Los tubos rectangulares son componentes estructurales cruciales en la construcción, la maquinaria y el transporte, y su calidad afecta directamente la seguridad y la vida útil del proyecto. Para garantizar que los productos cumplan con los requisitos de diseño y uso, se debe establecer un proceso de inspección científico y estandarizado para implementar un control de calidad integral en las materias primas, los procesos de producción y los productos terminados. La inspección no es sólo un medio para determinar si algo está calificado/aceptable, sino también una base vital para la mejora continua del proceso y la prevención de defectos.
La inspección comienza con la inspección entrante de las materias primas. El material base para los tubos rectangulares suele ser una placa o tira de acero, y se debe verificar su calidad, composición química, propiedades mecánicas y tolerancias dimensionales para garantizar que cumplan con los estándares pertinentes. Para materiales de acero inoxidable o aleaciones, el contenido de elementos resistentes a la corrosión-y la estructura metalográfica se debe verificar cuidadosamente para eliminar posibles defectos ocultos que podrían afectar la conformación y la durabilidad. Los resultados de la inspección en esta etapa constituyen el punto de referencia de calidad para los procesos posteriores.
El monitoreo en línea del proceso de conformado es un paso clave para garantizar la precisión geométrica. Durante las etapas de perfilado y soldadura de tubos rectangulares soldados, el ancho, la altura, el espesor de la pared y la diferencia diagonal del tubo deben monitorearse en tiempo real para evitar-distorsión de la sección transversal o desalineación de la soldadura. Para los tubos rectangulares sin costura, se debe prestar atención a la estabilidad dimensional y la calidad de la superficie durante el estirado en frío o el laminado en caliente, y los defectos visibles como pliegues, grietas y rayones deben eliminarse rápidamente. Los medidores de espesor en línea y los dispositivos de medición de perfiles sin-contacto desempeñan un papel crucial en esta etapa, ya que permiten la adquisición de datos de alta-frecuencia y la retroalimentación en-tiempo real.

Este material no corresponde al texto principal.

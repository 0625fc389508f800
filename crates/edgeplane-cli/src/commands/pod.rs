//! POD lifecycle commands.

use std::path::Path;

use anyhow::Context;
use edgeplane_catalog::EventLevel;
use edgeplane_control::{ControlError, CreateOutcome, DeleteOutcome, NewPod, parse_event_time};
use uuid::Uuid;

use super::{App, print_json, read_document};

pub struct CreateArgs<'a> {
    pub name: &'a str,
    pub description: &'a str,
    pub blueprint: Uuid,
    pub edgesite: Uuid,
    pub input: Option<&'a Path>,
    pub dry_run: bool,
}

pub async fn create(app: &App, args: CreateArgs<'_>) -> anyhow::Result<()> {
    let request = NewPod {
        uuid: None,
        name: args.name.to_string(),
        description: args.description.to_string(),
        blueprint: args.blueprint,
        edgesite: args.edgesite,
        yaml: read_document(args.input)?,
    };
    match app.manager.create_pod(request, args.dry_run).await.map_err(explain)? {
        CreateOutcome::Validated => println!("✓ POD request is valid (dry run, nothing created)"),
        CreateOutcome::Created { pod, workflow } => {
            println!("✓ POD {} created, workflow {} started", pod.uuid, workflow.run_name());
        }
    }
    Ok(())
}

pub fn list(app: &App) -> anyhow::Result<()> {
    for pod in app.manager.list_pods()? {
        println!("{}  {:<8}  {}", pod.uuid, pod.state, pod.name);
    }
    Ok(())
}

pub fn show(app: &App, uuid: Uuid) -> anyhow::Result<()> {
    print_json(&app.manager.pod_details(uuid)?)
}

pub async fn run(app: &App, uuid: Uuid, workflow: &str, input: Option<&Path>) -> anyhow::Result<()> {
    let run = app
        .manager
        .start_workflow(uuid, workflow, read_document(input)?)
        .await
        .map_err(explain)?;
    println!("✓ Workflow {} started", run.run_name());
    Ok(())
}

pub async fn upgrade(app: &App, uuid: Uuid, blueprint: Uuid, input: Option<&Path>) -> anyhow::Result<()> {
    let started = app
        .manager
        .upgrade_pod(uuid, blueprint, read_document(input)?)
        .await
        .map_err(explain)?;
    match started {
        Some(run) => println!("✓ POD {uuid} moved to blueprint {blueprint}, workflow {} started", run.run_name()),
        None => println!("✓ POD {uuid} moved to blueprint {blueprint}"),
    }
    Ok(())
}

pub async fn delete(app: &App, uuid: Uuid, input: Option<&Path>) -> anyhow::Result<()> {
    let payload = input.map(|path| read_document(Some(path))).transpose()?;
    match app.manager.delete_pod(uuid, payload).await.map_err(explain)? {
        DeleteOutcome::Dead => println!("✓ POD {uuid} is DEAD"),
        DeleteOutcome::WorkflowStarted(run) => {
            println!("✓ Workflow {} started; the POD dies when it completes", run.run_name());
        }
    }
    Ok(())
}

pub async fn event(
    app: &App,
    uuid: Uuid,
    level: EventLevel,
    message: &str,
    time: Option<&str>,
) -> anyhow::Result<()> {
    let time = time.map(parse_event_time).transpose()?;
    let event = app.manager.record_event(uuid, level, message, time).await?;
    let state = app.manager.store().get_pod(&uuid)?.map(|pod| pod.state);
    println!(
        "✓ {} event recorded at {}{}",
        event.level,
        event.time,
        state.map(|s| format!("; POD is {s}")).unwrap_or_default()
    );
    Ok(())
}

pub async fn logs(app: &App, uuid: Uuid, workflow: &str, index: Option<u32>) -> anyhow::Result<()> {
    let index = match index {
        Some(index) => index,
        None => app
            .store
            .list_pod_workflows(&uuid)?
            .iter()
            .filter(|run| run.name == workflow)
            .map(|run| run.index)
            .max()
            .with_context(|| format!("POD {uuid} never ran workflow {workflow}"))?,
    };
    let bytes = app.manager.workflow_logs(uuid, workflow, index).await?;
    print!("{}", String::from_utf8_lossy(&bytes));
    Ok(())
}

pub async fn cancel(app: &App, uuid: Uuid) -> anyhow::Result<()> {
    if app.manager.cancel_workflow(uuid).await? {
        println!("✓ Cancel requested; the runner reports the outcome");
    } else {
        println!("No workflow is running on POD {uuid}");
    }
    Ok(())
}

/// Spell out every violation instead of the one-line summary.
fn explain(err: ControlError) -> anyhow::Error {
    match err {
        ControlError::Invalid(violations) | ControlError::Incompatible { violations, .. } => {
            anyhow::anyhow!("request rejected:\n  - {}", violations.join("\n  - "))
        }
        other => other.into(),
    }
}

La inspección del producto terminado cubre tres categorías principales: dimensiones, apariencia y rendimiento. La inspección dimensional verifica la uniformidad de la longitud y el ancho de la sección transversal-, el espesor de la pared y las tolerancias de longitud para garantizar la coherencia con los dibujos de diseño. La inspección de apariencia se centra en identificar defectos como refuerzo de soldadura anormal, corrosión superficial, picaduras y rebabas que pueden afectar el uso o el procesamiento posterior. Las pruebas de rendimiento dependen de la aplicación e incluyen pruebas de tracción, flexión y aplanamiento para verificar las propiedades mecánicas, pruebas hidrostáticas o neumáticas para verificar el sellado de presión-de los cojinetes y, cuando sea necesario, evaluaciones de rendimiento de resistencia al impacto o fatiga. Para tubos rectangulares utilizados en ambientes corrosivos, también se deben tomar muestras para pruebas de corrosión intergranular o niebla salina.

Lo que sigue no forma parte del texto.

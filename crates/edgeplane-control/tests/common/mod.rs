//! Shared fixtures: a recording engine and a small catalog.

#![allow(dead_code)]

use std::collections::BTreeSet;
use std::sync::{Arc, Mutex};

use async_trait::async_trait;
use edgeplane_catalog::*;
use edgeplane_control::*;
use serde_json::{Value, json};
use uuid::Uuid;

#[derive(Default)]
pub struct Recorder {
    pub initialized: Vec<(Uuid, String, u32)>,
    pub started: u32,
    pub cancelled: u32,
    pub fail_initialize: bool,
    pub fail_start: bool,
    /// When set, `cancel` waits for this before returning.
    pub cancel_gate: Option<Arc<tokio::sync::Notify>>,
}

pub struct FakeFactory {
    pub store: CatalogStore,
    pub log: Arc<Mutex<Recorder>>,
}

struct FakeEngine {
    store: CatalogStore,
    log: Arc<Mutex<Recorder>>,
    workflow: Option<PodWorkflow>,
}

impl EngineFactory for FakeFactory {
    fn engine(&self) -> Box<dyn WorkflowEngine> {
        Box::new(FakeEngine {
            store: self.store.clone(),
            log: self.log.clone(),
            workflow: None,
        })
    }
}

#[async_trait]
impl WorkflowEngine for FakeEngine {
    async fn initialize(&mut self, pod: &Pod, workflow: &PodWorkflow) -> Result<(), EngineError> {
        tokio::task::yield_now().await;
        let mut log = self.log.lock().unwrap();
        if log.fail_initialize {
            return Err(EngineError::Fetch("asset host unreachable".into()));
        }
        log.initialized
            .push((pod.uuid, workflow.name.clone(), workflow.index));
        self.workflow = Some(workflow.clone());
        Ok(())
    }

    async fn start(&mut self) -> Result<(), EngineError> {
        let mut log = self.log.lock().unwrap();
        if log.fail_start {
            return Err(EngineError::Runner("runner returned 503".into()));
        }
        log.started += 1;
        Ok(())
    }

    async fn cancel(&mut self) {
        let gate = {
            let mut log = self.log.lock().unwrap();
            log.cancelled += 1;
            log.cancel_gate.clone()
        };
        if let Some(gate) = gate {
            gate.notified().await;
        }
    }

    fn is_running(&self) -> bool {
        self.workflow.as_ref().is_some_and(|wf| {
            self.store
                .get_pod_workflow(&wf.pod, &wf.name, wf.index)
                .ok()
                .flatten()
                .is_some_and(|wf| wf.is_running())
        })
    }

    async fn logs(&self, _pod: &Pod, workflow: &PodWorkflow) -> Result<Vec<u8>, EngineError> {
        Ok(format!("log of {}", workflow.run_name()).into_bytes())
    }
}

pub struct World {
    pub store: CatalogStore,
    pub manager: PodManager,
    pub inventory: Inventory,
    pub log: Arc<Mutex<Recorder>>,
    pub dell: Hardware,
    pub blueprint: Blueprint,
    pub site: Edgesite,
}

pub fn base_blueprint_yaml() -> Value {
    json!({
        "hardware_profile": { "name": "Dell.*", "min": 2 },
        "workflow": {
            "create": {
                "url": "http://assets/create.py",
                "input_schema": { "name": { "type": "string" } }
            },
            "delete": { "url": "http://assets/delete.sh" }
        }
    })
}

impl World {
    /// A store holding two Dell nodes in one Edgesite and a Blueprint that
    /// needs at least two Dell nodes.
    pub async fn new() -> Self {
        let store = CatalogStore::open_in_memory().unwrap();
        let log = Arc::new(Mutex::new(Recorder::default()));
        let manager = PodManager::new(
            store.clone(),
            Arc::new(FakeFactory {
                store: store.clone(),
                log: log.clone(),
            }),
        );
        let inventory = Inventory::new(store.clone(), manager.edgesite_locks());

        let dell = inventory
            .add_hardware(NewHardware {
                name: "Dell R740".into(),
                ..Default::default()
            })
            .unwrap();
        let nodes = (0..2).map(|_| add_node(&inventory, &dell)).collect();
        let site = inventory
            .add_edgesite(NewEdgesite {
                name: "site-a".into(),
                nodes,
                regions: BTreeSet::from([UNIVERSAL_REGION]),
                ..Default::default()
            })
            .await
            .unwrap();
        let blueprint = add_blueprint(&inventory, None, base_blueprint_yaml()).await;

        Self {
            store,
            manager,
            inventory,
            log,
            dell,
            blueprint,
            site,
        }
    }

    pub fn new_pod(&self) -> NewPod {
        NewPod {
            uuid: None,
            name: "pod-a".into(),
            description: String::new(),
            blueprint: self.blueprint.uuid,
            edgesite: self.site.uuid,
            yaml: json!({ "name": "edge-a" }),
        }
    }

    /// Create a POD and return it (in WORKFLOW, running `create`).
    pub async fn create_pod(&self) -> Pod {
        match self.manager.create_pod(self.new_pod(), false).await.unwrap() {
            CreateOutcome::Created { pod, .. } => pod,
            other => panic!("unexpected outcome {other:?}"),
        }
    }

    /// Create a POD and report its `create` workflow as finished.
    pub async fn active_pod(&self) -> Pod {
        let pod = self.create_pod().await;
        self.manager
            .record_event(pod.uuid, EventLevel::Status, "State changed to: ACTIVE", None)
            .await
            .unwrap();
        self.pod(pod.uuid)
    }

    /// A second Edgesite with two fresh Dell nodes.
    pub async fn another_site(&self) -> Edgesite {
        let nodes = (0..2).map(|_| add_node(&self.inventory, &self.dell)).collect();
        self.inventory
            .add_edgesite(NewEdgesite {
                name: "site-b".into(),
                nodes,
                regions: BTreeSet::from([UNIVERSAL_REGION]),
                ..Default::default()
            })
            .await
            .unwrap()
    }

    pub fn pod(&self, uuid: Uuid) -> Pod {
        self.store.get_pod(&uuid).unwrap().unwrap()
    }
}

pub fn add_node(inventory: &Inventory, hardware: &Hardware) -> Uuid {
    inventory
        .add_node(NewNode {
            uuid: None,
            name: format!("node-{}", Uuid::new_v4()),
            description: String::new(),
            hardware: hardware.uuid,
            yaml: Value::Null,
        })
        .unwrap()
        .uuid
}

pub async fn add_blueprint(inventory: &Inventory, parent: Option<Uuid>, mut yaml: Value) -> Blueprint {
    if let Some(parent) = parent {
        yaml["parent"] = json!(parent.to_string());
    }
    inventory
        .add_blueprint(NewBlueprint {
            blueprint: "1.0.0".into(),
            name: "stack".into(),
            version: "1.0.0".into(),
            yaml,
            ..Default::default()
        })
        .await
        .unwrap()
}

Las pruebas no-destructivas se utilizan ampliamente en la etapa del producto terminado. Los métodos comúnmente utilizados incluyen pruebas ultrasónicas para detectar grietas internas y delaminación, pruebas de partículas magnéticas para identificar defectos superficiales y cercanos-a la superficie, y pruebas de corrientes parásitas para una detección rápida de materiales conductores. El proceso de prueba debe adherirse al principio de trazabilidad, con todos los datos y resultados de juicio formando un registro completo que proporcione una base para el análisis de calidad y la optimización del proceso.

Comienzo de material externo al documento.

//! `WorkflowEngine` adapter that stages runs for Airflow.

use std::path::{Path, PathBuf};
use std::sync::Arc;

use async_trait::async_trait;
use edgeplane_catalog::{CatalogStore, EventLevel, Pod, PodEvent, PodWorkflow};
use edgeplane_control::{EngineError, EngineFactory, WorkflowEngine};
use edgeplane_rules::BlueprintView;
use serde_json::{Value, json};
use tracing::{debug, info, warn};
use uuid::Uuid;
use walkdir::WalkDir;

use crate::config::AirflowConfig;
use crate::fetch::AssetFetcher;
use crate::runner::{AirflowClient, WorkflowRunner};
use crate::template::{self, DagParams, PodContext, ScriptKind};

const BANNER_RULE: &str = "************************************************************************************************************************";

/// Builds one [`AirflowEngine`] per dispatch, sharing the HTTP clients.
#[derive(Clone)]
pub struct AirflowEngineFactory {
    config: Arc<AirflowConfig>,
    store: CatalogStore,
    fetcher: AssetFetcher,
    runner: Arc<dyn WorkflowRunner>,
}

impl AirflowEngineFactory {
    /// Factory talking to the Airflow webserver named in `config`.
    pub fn new(config: AirflowConfig, store: CatalogStore) -> Result<Self, EngineError> {
        let runner = AirflowClient::new(&config.url, config.timeout())?;
        Self::with_runner(config, store, Arc::new(runner))
    }

    pub fn with_runner(
        config: AirflowConfig,
        store: CatalogStore,
        runner: Arc<dyn WorkflowRunner>,
    ) -> Result<Self, EngineError> {
        let fetcher = AssetFetcher::new(config.timeout())?;
        Ok(Self {
            config: Arc::new(config),
            store,
            fetcher,
            runner,
        })
    }
}

impl EngineFactory for AirflowEngineFactory {
    fn engine(&self) -> Box<dyn WorkflowEngine> {
        Box::new(AirflowEngine {
            factory: self.clone(),
            staged: None,
        })
    }
}

/// A run that passed `initialize`.
struct Staged {
    dag: String,
    workflow: PodWorkflow,
}

pub struct AirflowEngine {
    factory: AirflowEngineFactory,
    staged: Option<Staged>,
}

impl AirflowEngine {
    fn event(&self, pod: Uuid, level: EventLevel, message: impl Into<String>) -> Result<(), EngineError> {
        self.factory
            .store
            .append_pod_event(&PodEvent::now(pod, level, message))?;
        Ok(())
    }

    /// Record a WARN event for a failed step and hand back the error.
    fn fail(&self, pod: Uuid, message: String, err: EngineError) -> EngineError {
        warn!(%pod, error = %err, "{message}");
        if let Err(e) = self.event(pod, EventLevel::Warn, message) {
            warn!(%pod, error = %e, "could not record workflow failure event");
        }
        err
    }

    /// Fetch one asset; a failure is recorded as a WARN event naming `what`.
    async fn fetch(&self, pod: Uuid, what: &str, url: &str, dir: &Path) -> Result<PathBuf, EngineError> {
        self.factory.fetcher.fetch_into(url, dir).await.map_err(|e| {
            debug!(%pod, %url, transient = e.is_transient(), "asset fetch failed");
            let message = format!("{what} could NOT be fetched: {url} ({})", e.reason());
            self.fail(pod, message, e.into())
        })
    }

    async fn write(&self, pod: Uuid, path: &Path, contents: String) -> Result<(), EngineError> {
        tokio::fs::write(path, contents).await.map_err(|e| {
            self.fail(
                pod,
                format!("Could not write {}", path.display()),
                EngineError::Io(e),
            )
        })
    }
}

#[async_trait]
impl WorkflowEngine for AirflowEngine {
    async fn initialize(&mut self, pod: &Pod, workflow: &PodWorkflow) -> Result<(), EngineError> {
        let store = &self.factory.store;
        let config = &self.factory.config;
        let phase = workflow.name.as_str();
        let run_name = workflow.run_name();

        // 1. Resolve the workflow stanza through the Blueprint chain.
        let Some(blueprint) = store.get_blueprint(&pod.blueprint)? else {
            return Err(self.fail(
                pod.uuid,
                format!("Blueprint {} no longer exists", pod.blueprint),
                EngineError::Staging(format!("blueprint {} is gone", pod.blueprint)),
            ));
        };
        let Some(stanza) = BlueprintView::new(blueprint.clone(), store)
            .object_stanza(&format!("workflow/{phase}"))?
        else {
            return Err(self.fail(
                pod.uuid,
                format!("Blueprint has no workflow stanza for {phase}"),
                EngineError::MissingWorkflow(phase.to_string()),
            ));
        };
        self.event(pod.uuid, EventLevel::Info, format!("Starting workflow: {phase}"))?;

        // 2. Workspace.
        let workspace = config.workspace_root.join(&run_name);
        if let Err(e) = tokio::fs::create_dir_all(&workspace).await {
            return Err(self.fail(
                pod.uuid,
                format!("Could not create workflow directory {}", workspace.display()),
                EngineError::Io(e),
            ));
        }
        self.event(
            pod.uuid,
            EventLevel::Info,
            format!("Workflow directory created: {}", workspace.display()),
        )?;

        // 3. Entry script.
        let url = stanza.get("url").and_then(Value::as_str).unwrap_or_default();
        let Some(kind) = ScriptKind::from_url(url) else {
            return Err(self.fail(
                pod.uuid,
                format!("Workflow URL must name a .py or .sh script: {url:?}"),
                EngineError::Staging(format!("bad entry script url {url:?}")),
            ));
        };
        let script = self.fetch(pod.uuid, "Workflow", url, &workspace).await?;
        self.event(pod.uuid, EventLevel::Info, format!("Workflow fetched: {url}"))?;

        // 4. Components; every one is attempted before giving up.
        let components: Vec<&str> = stanza
            .get("components")
            .and_then(Value::as_array)
            .map(|list| list.iter().filter_map(Value::as_str).collect())
            .unwrap_or_default();
        let mut missing = Vec::new();
        for component in components {
            match self
                .fetch(pod.uuid, "Workflow component", component, &workspace)
                .await
            {
                Ok(_) => self.event(
                    pod.uuid,
                    EventLevel::Info,
                    format!("Workflow component fetched: {component}"),
                )?,
                Err(_) => missing.push(component.to_string()),
            }
        }
        if !missing.is_empty() {
            return Err(EngineError::Fetch(format!(
                "{} component(s) could not be fetched: {}",
                missing.len(),
                missing.join(", ")
            )));
        }

        // 5. Context files and the DAG.
        let Some(edgesite) = store.get_edgesite(&pod.edgesite)? else {
            return Err(self.fail(
                pod.uuid,
                format!("Edgesite {} no longer exists", pod.edgesite),
                EngineError::Staging(format!("edgesite {} is gone", pod.edgesite)),
            ));
        };
        let context = PodContext {
            pod: pod.uuid,
            blueprint: &blueprint,
            edgesite: &edgesite,
            workflow,
        };
        self.write(pod.uuid, &workspace.join("POD.py"), template::render_pod_py(&context)?)
            .await?;
        self.write(pod.uuid, &workspace.join("POD.sh"), template::render_pod_sh(&context)?)
            .await?;
        self.write(pod.uuid, &workspace.join("INPUT.yaml"), template::render_input(workflow)?)
            .await?;

        let script_name = script
            .file_name()
            .map(|name| name.to_string_lossy().into_owned())
            .unwrap_or_default();
        let dag = template::render_dag(
            kind,
            &DagParams {
                pod: pod.uuid,
                workflow,
                script: &script_name,
                workspace: &workspace,
                callback_url: &config.callback_url,
            },
        );
        if let Err(e) = tokio::fs::create_dir_all(&config.dags_dir).await {
            return Err(self.fail(
                pod.uuid,
                format!("Could not create DAG directory {}", config.dags_dir.display()),
                EngineError::Io(e),
            ));
        }
        self.write(pod.uuid, &config.dags_dir.join(format!("{run_name}.py")), dag)
            .await?;
        self.event(pod.uuid, EventLevel::Info, "Workflow template created.")?;

        info!(pod = %pod.uuid, workflow = %phase, index = workflow.index, "workflow staged");
        self.staged = Some(Staged {
            dag: run_name,
            workflow: workflow.clone(),
        });
        Ok(())
    }

    async fn start(&mut self) -> Result<(), EngineError> {
        let staged = self.staged.as_ref().ok_or(EngineError::NotInitialized)?;
        let runner = &self.factory.runner;
        let run_id = format!("rc-{}", Uuid::new_v4());
        let conf = json!({
            "pod": staged.workflow.pod,
            "workflow": staged.workflow.name,
            "index": staged.workflow.index,
        });

        runner.unpause(&staged.dag).await?;
        runner.trigger(&staged.dag, &run_id, &conf).await?;
        info!(dag = %staged.dag, %run_id, "workflow triggered");
        Ok(())
    }

    fn attach(&mut self, _pod: &Pod, workflow: &PodWorkflow) -> bool {
        self.staged = Some(Staged {
            dag: workflow.run_name(),
            workflow: workflow.clone(),
        });
        true
    }

    async fn cancel(&mut self) {
        if !self.is_running() {
            return;
        }
        let Some(staged) = self.staged.as_ref() else {
            return;
        };
        match self.factory.runner.pause(&staged.dag).await {
            Ok(()) => info!(dag = %staged.dag, "workflow paused"),
            Err(e) => warn!(dag = %staged.dag, error = %e, "could not pause workflow"),
        }
    }

    fn is_running(&self) -> bool {
        self.staged.as_ref().is_some_and(|staged| {
            let wf = &staged.workflow;
            self.factory
                .store
                .get_pod_workflow(&wf.pod, &wf.name, wf.index)
                .ok()
                .flatten()
                .is_some_and(|wf| wf.is_running())
        })
    }

    async fn logs(&self, _pod: &Pod, workflow: &PodWorkflow) -> Result<Vec<u8>, EngineError> {
        let root = self.factory.config.logs_dir.clone();
        let dir = root.join(workflow.run_name());
        tokio::task::spawn_blocking(move || collect_logs(&root, &dir))
            .await
            .map_err(|e| EngineError::Io(std::io::Error::other(e)))?
    }
}

/// Every file under `dir`, in name order, each preceded by a banner naming
/// it relative to `root`. A missing directory yields nothing.
fn collect_logs(root: &Path, dir: &Path) -> Result<Vec<u8>, EngineError> {
    let mut out = Vec::new();
    if !dir.is_dir() {
        debug!(dir = %dir.display(), "no runner logs yet");
        return Ok(out);
    }
    for entry in WalkDir::new(dir).sort_by_file_name() {
        let entry = entry.map_err(|e| EngineError::Io(e.into()))?;
        if !entry.file_type().is_file() {
            continue;
        }
        let rel = entry.path().strip_prefix(root).unwrap_or(entry.path());
        out.extend_from_slice(
            format!("{BANNER_RULE}\n  Airflow Logfile: {}\n{BANNER_RULE}\n", rel.display()).as_bytes(),
        );
        out.extend(std::fs::read(entry.path())?);
    }
    Ok(out)
}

En general, el proceso de prueba de tubos rectangulares abarca todo el proceso, desde la llegada, formación y procesamiento de la materia prima hasta la aceptación del producto terminado. A través de métodos de inspección multi-nivel y multi-dimensional, se logra un control sistemático sobre la calidad del producto. Las pruebas rigurosas no solo mejoran la confiabilidad de los productos que salen de fábrica, sino que también crean una barrera sólida para un uso seguro por parte de los usuarios.